Так что все это было до боли знакомо, когда, занявшись Зощенко, я обнаружил у него во многом те же страхи и те же рецепты. Я сказал папе, что пишу Зощенко с него. Помню, как он узнающе кивал, читая воспоминания вдовы о предсмертных страхах Зощенко по поводу оформления пенсии и его коронном аргументе: «Что, ты не знаешь моего характера? Разве я смогу быть спокоен, пока не выясню все?».
Когда моя книга о Зощенко вышла, я подарил ее папе с посвящением, в котором благодарил за многое и среди прочего за работу натурщиком. Книга ему понравилась, а надпись нет. Выяснилось это через год. В мой очередной приезд в Москву папа, сказав, что у него ко мне серьезная просьба, попросил выделить ему другой экземпляр и сделать на нем, не помню точно его слов, но в общем, нормальную, приличную надпись. Кажется, он аргументировал это желанием показывать книгу знакомым. Я пытался возражать, но увидев, что он серьезно задет, уступил — написал что-то обтекаемое.

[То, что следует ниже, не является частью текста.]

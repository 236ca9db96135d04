//! CRUD operations for vehicle records.

use crate::api::{form_from, ApiClient, PhotoUpload, Result};
use crate::models::{NewVehicle, Vehicle, VehicleQuery};

#[derive(Clone)]
pub struct VehiclesService {
    client: ApiClient,
}

impl VehiclesService {
    pub fn new(client: ApiClient) -> Self {
        Self { client }
    }

    pub async fn list(&self) -> Result<Vec<Vehicle>> {
        self.client.get("/vehicles").await
    }

    pub async fn get(&self, id: i64) -> Result<Vehicle> {
        self.client.get(&format!("/vehicles/{id}")).await
    }

    pub async fn search(&self, query: &VehicleQuery) -> Result<Vec<Vehicle>> {
        self.client.get_query("/vehicles/search", query).await
    }

    pub async fn create(&self, vehicle: &NewVehicle, photo: Option<PhotoUpload>) -> Result<Vehicle> {
        let form = form_from(vehicle, photo)?;
        self.client.post_multipart("/vehicles", form).await
    }

    pub async fn update(
        &self,
        id: i64,
        vehicle: &NewVehicle,
        photo: Option<PhotoUpload>,
    ) -> Result<Vehicle> {
        let form = form_from(vehicle, photo)?;
        self.client.put_multipart(&format!("/vehicles/{id}"), form).await
    }

    pub async fn delete(&self, id: i64) -> Result<()> {
        self.client.delete(&format!("/vehicles/{id}")).await
    }
}
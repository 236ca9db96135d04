//! Authenticated request pipeline for the record-keeping API.
//!
//! This module provides the shared [`ApiClient`] that injects the active
//! bearer token into every outgoing request and normalizes all transport
//! and status failures into [`ApiError`] kinds. It is the single point
//! through which every service in the crate talks to the backend.

pub mod client;
pub mod error;
pub mod multipart;

pub use client::ApiClient;
pub use error::{ApiError, Result};
pub use multipart::{form_from, PhotoUpload};
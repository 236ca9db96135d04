use thiserror::Error;

/// Convenience alias used throughout the crate.
pub type Result<T> = std::result::Result<T, ApiError>;

/// Every failure the client can surface, normalized into a fixed set of
/// kinds so call sites can match exhaustively instead of inspecting raw
/// transport errors or status codes.
#[derive(Error, Debug)]
pub enum ApiError {
    /// Local input check failed; no network call was made.
    #[error("Invalid input: {0}")]
    Validation(String),

    /// No HTTP response was received (unreachable host, DNS failure,
    /// connection reset).
    #[error("Network error: {0}")]
    Network(String),

    /// The request exceeded the client timeout.
    #[error("Request timed out")]
    Timeout,

    /// HTTP 401 - session expired or invalid, caller must re-authenticate.
    #[error("Unauthorized - session expired or invalid")]
    Auth,

    /// HTTP 403 - action not permitted for this identity.
    #[error("Access denied: {0}")]
    Permission(String),

    /// HTTP 404.
    #[error("Resource not found: {0}")]
    NotFound(String),

    /// HTTP 5xx.
    #[error("Server error: {0}")]
    Server(String),

    /// Any other non-2xx status, passed through with its body.
    #[error("Unexpected status {status}: {body}")]
    UnknownApi { status: u16, body: String },

    /// The credential store's backing medium failed.
    #[error("Storage error: {0}")]
    Storage(String),
}

/// Maximum length for error response bodies in error messages
const MAX_ERROR_BODY_LENGTH: usize = 500;

impl ApiError {
    /// Truncate a response body to avoid logging excessive data.
    /// The cut point backs up to a char boundary so multibyte text
    /// (accented Spanish error messages) cannot split mid-character.
    fn truncate_body(body: &str) -> String {
        if body.len() <= MAX_ERROR_BODY_LENGTH {
            return body.to_string();
        }
        let mut end = MAX_ERROR_BODY_LENGTH;
        while !body.is_char_boundary(end) {
            end -= 1;
        }
        format!("{}... (truncated, {} total bytes)", &body[..end], body.len())
    }

    /// Map a non-success HTTP status and its body into an error kind.
    /// Applied uniformly to every endpoint; this is the sole place
    /// status codes are interpreted.
    pub fn from_status(status: reqwest::StatusCode, body: &str) -> Self {
        let truncated = Self::truncate_body(body);
        match status.as_u16() {
            401 => ApiError::Auth,
            403 => ApiError::Permission(truncated),
            404 => ApiError::NotFound(truncated),
            500..=599 => ApiError::Server(truncated),
            _ => ApiError::UnknownApi {
                status: status.as_u16(),
                body: truncated,
            },
        }
    }
}

impl From<reqwest::Error> for ApiError {
    fn from(err: reqwest::Error) -> Self {
        if err.is_timeout() {
            ApiError::Timeout
        } else {
            ApiError::Network(err.to_string())
        }
    }
}

#[cfg(test)]
mod tests {
    use super::*;
    use reqwest::StatusCode;

    #[test]
    fn test_status_mapping() {
        assert!(matches!(
            ApiError::from_status(StatusCode::UNAUTHORIZED, ""),
            ApiError::Auth
        ));
        assert!(matches!(
            ApiError::from_status(StatusCode::FORBIDDEN, "nope"),
            ApiError::Permission(_)
        ));
        assert!(matches!(
            ApiError::from_status(StatusCode::NOT_FOUND, "missing"),
            ApiError::NotFound(_)
        ));
        assert!(matches!(
            ApiError::from_status(StatusCode::INTERNAL_SERVER_ERROR, "boom"),
            ApiError::Server(_)
        ));
        assert!(matches!(
            ApiError::from_status(StatusCode::BAD_GATEWAY, ""),
            ApiError::Server(_)
        ));
    }

    #[test]
    fn test_unmapped_status_passes_through() {
        match ApiError::from_status(StatusCode::IM_A_TEAPOT, "short and stout") {
            ApiError::UnknownApi { status, body } => {
                assert_eq!(status, 418);
                assert_eq!(body, "short and stout");
            }
            other => panic!("expected UnknownApi, got {other:?}"),
        }
    }

    #[test]
    fn test_truncation_respects_char_boundaries() {
        // Place a multibyte character straddling the cut point.
        let body = format!("{}é y más detalle de sobra{}", "a".repeat(499), "x".repeat(100));
        match ApiError::from_status(StatusCode::INTERNAL_SERVER_ERROR, &body) {
            ApiError::Server(message) => {
                assert!(message.contains("truncated"));
                // The é (bytes 499..501) must be dropped whole.
                assert!(message.starts_with(&"a".repeat(499)));
                assert!(!message.contains('é'));
            }
            other => panic!("expected Server, got {other:?}"),
        }
    }

    #[test]
    fn test_long_body_truncated() {
        let body = "x".repeat(2000);
        match ApiError::from_status(StatusCode::IM_A_TEAPOT, &body) {
            ApiError::UnknownApi { body, .. } => {
                assert!(body.len() < 600);
                assert!(body.contains("truncated"));
            }
            other => panic!("expected UnknownApi, got {other:?}"),
        }
    }
}
//! Application configuration management.
//!
//! Configuration is stored at `~/.config/registra/config.json` and covers
//! the API base address plus the last username used, so the next sign-in
//! can be pre-filled. The base address can also come from the
//! `REGISTRA_API_URL` environment variable, which wins over the default
//! but not over an explicit config value.

use std::path::PathBuf;

use serde::{Deserialize, Serialize};

use crate::api::{ApiError, Result};

/// Application name used for the config directory path
const APP_NAME: &str = "registra";

/// Config file name
const CONFIG_FILE: &str = "config.json";

/// Production API base address, used when nothing else is configured.
const DEFAULT_API_URL: &str = "https://api.registrospoliciales.com";

/// Environment variable overriding the base address.
const API_URL_ENV: &str = "REGISTRA_API_URL";

#[derive(Debug, Clone, Serialize, Deserialize, Default)]
pub struct Config {
    pub api_url: Option<String>,
    pub last_username: Option<String>,
}

impl Config {
    pub fn load() -> Result<Self> {
        let path = Self::config_path()?;
        if path.exists() {
            let contents = std::fs::read_to_string(&path)
                .map_err(|e| ApiError::Storage(format!("Failed to read config: {e}")))?;
            serde_json::from_str(&contents)
                .map_err(|e| ApiError::Storage(format!("Failed to parse config: {e}")))
        } else {
            Ok(Self::default())
        }
    }

    pub fn save(&self) -> Result<()> {
        let path = Self::config_path()?;
        if let Some(parent) = path.parent() {
            std::fs::create_dir_all(parent)
                .map_err(|e| ApiError::Storage(format!("Failed to create config dir: {e}")))?;
        }
        let contents = serde_json::to_string_pretty(self)
            .map_err(|e| ApiError::Storage(format!("Failed to serialize config: {e}")))?;
        std::fs::write(path, contents)
            .map_err(|e| ApiError::Storage(format!("Failed to write config: {e}")))
    }

    /// Resolve the API base address: explicit config, then environment,
    /// then the built-in default.
    pub fn api_url(&self) -> String {
        if let Some(ref url) = self.api_url {
            return url.clone();
        }
        std::env::var(API_URL_ENV).unwrap_or_else(|_| DEFAULT_API_URL.to_string())
    }

    fn config_path() -> Result<PathBuf> {
        let config_dir = dirs::config_dir()
            .ok_or_else(|| ApiError::Storage("Could not find config directory".to_string()))?;
        Ok(config_dir.join(APP_NAME).join(CONFIG_FILE))
    }
}

#[cfg(test)]
mod tests {
    use super::*;

    #[test]
    fn test_explicit_url_wins() {
        let config = Config {
            api_url: Some("http://localhost:3000".to_string()),
            last_username: None,
        };
        assert_eq!(config.api_url(), "http://localhost:3000");
    }
}
//! Session lifecycle: token acquisition, persistence, and teardown.
//!
//! [`SessionManager`] owns the credential store and drives the pipeline's
//! active token through the `Anonymous -> Authenticating -> Authenticated`
//! lifecycle. The in-memory session is authoritative for the lifetime of
//! the process; persistence is best-effort so a full keychain never blocks
//! a sign-in that the server already accepted.

use tracing::{debug, info, warn};

use crate::api::{ApiClient, ApiError, Result};
use crate::models::User;
use crate::services::auth::{AuthService, NewUser};

use super::store::{CredentialStore, TOKEN_KEY, USER_KEY};

/// Where the session currently stands. `Authenticating` is only observable
/// from a concurrent vantage point; sign-in leaves it before returning.
#[derive(Debug, Clone, Copy, PartialEq, Eq)]
pub enum SessionState {
    Anonymous,
    Authenticating,
    Authenticated,
}

pub struct SessionManager {
    client: ApiClient,
    auth: AuthService,
    store: Box<dyn CredentialStore>,
    state: SessionState,
    user: Option<User>,
}

impl SessionManager {
    pub fn new(client: ApiClient, store: Box<dyn CredentialStore>) -> Self {
        let auth = AuthService::new(client.clone());
        Self {
            client,
            auth,
            store,
            state: SessionState::Anonymous,
            user: None,
        }
    }

    pub fn state(&self) -> SessionState {
        self.state
    }

    pub fn is_authenticated(&self) -> bool {
        self.state == SessionState::Authenticated
    }

    /// The restored or signed-in profile, when one is known.
    pub fn user(&self) -> Option<&User> {
        self.user.as_ref()
    }

    /// Startup reconstruction: if a token was persisted by a prior
    /// session, seed the pipeline and report `Authenticated` without a
    /// verification round-trip. A storage failure is treated as an absent
    /// session rather than an error. Returns whether a session was
    /// restored.
    pub fn bootstrap(&mut self) -> bool {
        let token = match self.store.get(TOKEN_KEY) {
            Ok(Some(token)) => token,
            Ok(None) => return false,
            Err(e) => {
                warn!(error = %e, "Failed to read persisted session, starting anonymous");
                return false;
            }
        };

        // The profile is only usable alongside a token; a missing or
        // unparseable blob leaves the session authenticated with no
        // profile loaded.
        self.user = match self.store.get(USER_KEY) {
            Ok(Some(blob)) => match serde_json::from_str(&blob) {
                Ok(user) => Some(user),
                Err(e) => {
                    warn!(error = %e, "Persisted profile is not valid JSON, ignoring");
                    None
                }
            },
            Ok(None) => None,
            Err(e) => {
                warn!(error = %e, "Failed to read persisted profile");
                None
            }
        };

        self.client.set_token(&token);
        self.state = SessionState::Authenticated;
        info!("Session restored from credential store");
        true
    }

    /// Sign in and seed the pipeline. Empty input fails locally with
    /// `Validation`; a rejected login reverts to `Anonymous` and surfaces
    /// the mapped error.
    pub async fn sign_in(&mut self, username: &str, password: &str) -> Result<User> {
        self.state = SessionState::Authenticating;

        let response = match self.auth.login(username, password).await {
            Ok(response) => response,
            Err(e) => {
                self.state = SessionState::Anonymous;
                return Err(e);
            }
        };

        self.client.set_token(&response.token);
        self.state = SessionState::Authenticated;
        self.user = Some(response.user.clone());
        info!(username, "Signed in");

        // Best-effort persistence: the in-memory session stays valid even
        // if the backing medium rejects the write.
        if let Err(e) = self.persist(&response.token, &response.user) {
            warn!(error = %e, "Failed to persist session, it will not survive a restart");
        }

        Ok(response.user)
    }

    fn persist(&self, token: &str, user: &User) -> Result<()> {
        self.store.set(TOKEN_KEY, token)?;
        let blob = serde_json::to_string(user)
            .map_err(|e| ApiError::Storage(format!("Failed to serialize profile: {e}")))?;
        self.store.set(USER_KEY, &blob)
    }

    /// Sign out: the in-memory session is cleared first, then the
    /// persisted entries. A storage failure is surfaced after the clear,
    /// so the process is anonymous regardless.
    pub fn sign_out(&mut self) -> Result<()> {
        self.client.clear_token();
        self.state = SessionState::Anonymous;
        self.user = None;
        debug!("Signed out");

        let token_result = self.store.delete(TOKEN_KEY);
        let user_result = self.store.delete(USER_KEY);
        token_result.and(user_result)
    }

    /// Teardown a caller performs upon observing `ApiError::Auth` from any
    /// authenticated call. The client does not retry or refresh; the
    /// caller is expected to redirect to re-authentication afterwards.
    pub fn handle_auth_error(&mut self) {
        warn!("Authenticated call was rejected, tearing down session");
        if let Err(e) = self.sign_out() {
            warn!(error = %e, "Failed to clear persisted session during teardown");
        }
    }

    /// One-shot registration; session state is untouched and the new user
    /// must still sign in.
    pub async fn register(&self, new_user: &NewUser, password_confirmation: &str) -> Result<User> {
        self.auth.register(new_user, password_confirmation).await
    }
}

#[cfg(test)]
mod tests {
    use super::*;
    use crate::auth::store::MemoryStore;

    fn manager_with(store: MemoryStore) -> SessionManager {
        let client = ApiClient::new("http://127.0.0.1:9").unwrap();
        SessionManager::new(client, Box::new(store))
    }

    #[test]
    fn test_cold_start_is_anonymous() {
        let mut manager = manager_with(MemoryStore::new());
        assert_eq!(manager.state(), SessionState::Anonymous);
        assert!(!manager.bootstrap());
        assert_eq!(manager.state(), SessionState::Anonymous);
        assert!(manager.user().is_none());
    }

    #[test]
    fn test_bootstrap_restores_persisted_token() {
        let store = MemoryStore::new();
        store.set(TOKEN_KEY, "persisted-token").unwrap();

        let mut manager = manager_with(store);
        assert!(manager.bootstrap());
        assert!(manager.is_authenticated());
    }

    #[test]
    fn test_bootstrap_tolerates_corrupt_profile() {
        let store = MemoryStore::new();
        store.set(TOKEN_KEY, "tok").unwrap();
        store.set(USER_KEY, "{not json").unwrap();

        let mut manager = manager_with(store);
        assert!(manager.bootstrap());
        assert!(manager.is_authenticated());
        assert!(manager.user().is_none());
    }

    #[test]
    fn test_profile_without_token_is_unusable() {
        let store = MemoryStore::new();
        store
            .set(USER_KEY, "{\"id\":1,\"name\":\"x\",\"email\":\"x\",\"username\":\"x\",\"role\":\"x\",\"createdAt\":\"2024-01-01T00:00:00Z\",\"updatedAt\":\"2024-01-01T00:00:00Z\"}")
            .unwrap();

        let mut manager = manager_with(store);
        assert!(!manager.bootstrap());
        assert_eq!(manager.state(), SessionState::Anonymous);
        assert!(manager.user().is_none());
    }

    #[tokio::test]
    async fn test_failed_sign_in_reverts_to_anonymous() {
        let mut manager = manager_with(MemoryStore::new());
        let result = manager.sign_in("", "pw").await;
        assert!(matches!(result, Err(ApiError::Validation(_))));
        assert_eq!(manager.state(), SessionState::Anonymous);
    }

    #[test]
    fn test_sign_out_clears_store_and_state() {
        let store = MemoryStore::new();
        store.set(TOKEN_KEY, "tok").unwrap();

        let mut manager = manager_with(store.clone());
        assert!(manager.bootstrap());

        manager.sign_out().unwrap();
        assert_eq!(manager.state(), SessionState::Anonymous);
        assert_eq!(store.get(TOKEN_KEY).unwrap(), None);
        assert_eq!(store.get(USER_KEY).unwrap(), None);
    }
}
//! CRUD commands for the four record kinds.
//!
//! Create/update payloads and search parameters arrive as JSON on the
//! command line and are checked against the typed wire models before
//! anything is sent. The four handlers are intentionally parallel; the
//! backend treats the kinds identically apart from their fields.

use anyhow::{Context, Result};
use serde::de::DeserializeOwned;

use registra_core::models::{
    LocationQuery, NewLocation, NewPerson, NewProperty, NewVehicle, PersonQuery, PropertyQuery,
    VehicleQuery,
};
use registra_core::services::{
    LocationsService, NearbyQuery, PeopleService, PropertiesService, VehiclesService,
};

use crate::cli::{LocationAction, RecordAction};
use crate::commands::{confirm, load_photo, Ctx};
use crate::output;

fn parse_json<T: DeserializeOwned>(what: &str, json: &str) -> Result<T> {
    serde_json::from_str(json).with_context(|| format!("Invalid {what} JSON payload"))
}

/// Bail out of a delete unless confirmed; an abort exits non-zero.
fn ensure_confirmed(kind: &str, id: i64, yes: bool) -> Result<()> {
    if yes || confirm(&format!("Delete {kind} {id}? This cannot be undone."))? {
        Ok(())
    } else {
        anyhow::bail!("Aborted")
    }
}

pub async fn people(ctx: &Ctx, action: RecordAction) -> Result<()> {
    let service = PeopleService::new(ctx.client.clone());
    match action {
        RecordAction::List { query } => {
            let mut records = service.list().await?;
            if let Some(ref q) = query {
                records.retain(|r| r.matches_query(q));
            }
            output::json_pretty(&records)
        }
        RecordAction::Get { id } => output::json_pretty(&service.get(id).await?),
        RecordAction::Search { json } => {
            let query: PersonQuery = parse_json("search", &json)?;
            output::json_pretty(&service.search(&query).await?)
        }
        RecordAction::Create { data, photo } => {
            let person: NewPerson = parse_json("person", &data)?;
            let photo = photo.as_deref().map(load_photo).transpose()?;
            let created = service.create(&person, photo).await?;
            output::success("Person created");
            output::json_pretty(&created)
        }
        RecordAction::Update { id, data, photo } => {
            let person: NewPerson = parse_json("person", &data)?;
            let photo = photo.as_deref().map(load_photo).transpose()?;
            let updated = service.update(id, &person, photo).await?;
            output::success("Person updated");
            output::json_pretty(&updated)
        }
        RecordAction::Delete { id, yes } => {
            ensure_confirmed("person", id, yes)?;
            service.delete(id).await?;
            output::success("Person deleted");
            Ok(())
        }
    }
}

pub async fn vehicles(ctx: &Ctx, action: RecordAction) -> Result<()> {
    let service = VehiclesService::new(ctx.client.clone());
    match action {
        RecordAction::List { query } => {
            let mut records = service.list().await?;
            if let Some(ref q) = query {
                records.retain(|r| r.matches_query(q));
            }
            output::json_pretty(&records)
        }
        RecordAction::Get { id } => output::json_pretty(&service.get(id).await?),
        RecordAction::Search { json } => {
            let query: VehicleQuery = parse_json("search", &json)?;
            output::json_pretty(&service.search(&query).await?)
        }
        RecordAction::Create { data, photo } => {
            let vehicle: NewVehicle = parse_json("vehicle", &data)?;
            let photo = photo.as_deref().map(load_photo).transpose()?;
            let created = service.create(&vehicle, photo).await?;
            output::success("Vehicle created");
            output::json_pretty(&created)
        }
        RecordAction::Update { id, data, photo } => {
            let vehicle: NewVehicle = parse_json("vehicle", &data)?;
            let photo = photo.as_deref().map(load_photo).transpose()?;
            let updated = service.update(id, &vehicle, photo).await?;
            output::success("Vehicle updated");
            output::json_pretty(&updated)
        }
        RecordAction::Delete { id, yes } => {
            ensure_confirmed("vehicle", id, yes)?;
            service.delete(id).await?;
            output::success("Vehicle deleted");
            Ok(())
        }
    }
}

pub async fn properties(ctx: &Ctx, action: RecordAction) -> Result<()> {
    let service = PropertiesService::new(ctx.client.clone());
    match action {
        RecordAction::List { query } => {
            let mut records = service.list().await?;
            if let Some(ref q) = query {
                records.retain(|r| r.matches_query(q));
            }
            output::json_pretty(&records)
        }
        RecordAction::Get { id } => output::json_pretty(&service.get(id).await?),
        RecordAction::Search { json } => {
            let query: PropertyQuery = parse_json("search", &json)?;
            output::json_pretty(&service.search(&query).await?)
        }
        RecordAction::Create { data, photo } => {
            let property: NewProperty = parse_json("property", &data)?;
            let photo = photo.as_deref().map(load_photo).transpose()?;
            let created = service.create(&property, photo).await?;
            output::success("Property created");
            output::json_pretty(&created)
        }
        RecordAction::Update { id, data, photo } => {
            let property: NewProperty = parse_json("property", &data)?;
            let photo = photo.as_deref().map(load_photo).transpose()?;
            let updated = service.update(id, &property, photo).await?;
            output::success("Property updated");
            output::json_pretty(&updated)
        }
        RecordAction::Delete { id, yes } => {
            ensure_confirmed("property", id, yes)?;
            service.delete(id).await?;
            output::success("Property deleted");
            Ok(())
        }
    }
}

pub async fn locations(ctx: &Ctx, action: LocationAction) -> Result<()> {
    let service = LocationsService::new(ctx.client.clone());
    let action = match action {
        LocationAction::Nearby { lat, lng, radius } => {
            let nearby = service.nearby(NearbyQuery { lat, lng, radius }).await?;
            return output::json_pretty(&nearby);
        }
        LocationAction::Record(action) => action,
    };

    match action {
        RecordAction::List { query } => {
            let mut records = service.list().await?;
            if let Some(ref q) = query {
                records.retain(|r| r.matches_query(q));
            }
            output::json_pretty(&records)
        }
        RecordAction::Get { id } => output::json_pretty(&service.get(id).await?),
        RecordAction::Search { json } => {
            let query: LocationQuery = parse_json("search", &json)?;
            output::json_pretty(&service.search(&query).await?)
        }
        RecordAction::Create { data, photo } => {
            let location: NewLocation = parse_json("location", &data)?;
            let photo = photo.as_deref().map(load_photo).transpose()?;
            let created = service.create(&location, photo).await?;
            output::success("Location created");
            output::json_pretty(&created)
        }
        RecordAction::Update { id, data, photo } => {
            let location: NewLocation = parse_json("location", &data)?;
            let photo = photo.as_deref().map(load_photo).transpose()?;
            let updated = service.update(id, &location, photo).await?;
            output::success("Location updated");
            output::json_pretty(&updated)
        }
        RecordAction::Delete { id, yes } => {
            ensure_confirmed("location", id, yes)?;
            service.delete(id).await?;
            output::success("Location deleted");
            Ok(())
        }
    }
}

Его настояние на изготовлении обезличенного, формально корректного документа даже в таком интимном деле поразило меня. Диспропорция была такая же, как когда однажды по телефону через океан он сказал мне, что есть крупная неприятность. Я встревожился. Оказалось, Б. Сарнов в интервью «Известиям» пожаловался на мое ахматоборчество. Я успокоил папу, что с работы меня за это не снимут, и попросил впредь не называть крупными неприятностями ничего, кроме ухудшений его здоровья.
Приучившись с некоторых пор примерять все к себе, я, конечно, понимаю, что фигурировать в качестве оригинала не очень лестного портрета может быть неприятно. Когда Юра Щеглов двадцатью годами раньше работал над своим описанием Зощенко, он дал понять, что такую черту зощенковского персонажа, как «неспособность ответить на культурный вызов», он знает по мне. Я огорчился, но предпочел принять это как полезную критику. Юра, со своей стороны, не посыпал мне соль на раны в своих посвящениях, и никакой травмы вроде не образовалось.
Но что если это лишь защитный рефлекс, а на самом деле вся моя работа над реинтерпретацией Зощенко — заменой культурологического прочтения экзистенциальным, сфокусированным на страхах, — диктовалась ничем иным, как подспудным желанием избавиться от травмы, переведя разговор с себя на папу?!
Здесь кончаются истории про папу и рассказанные им.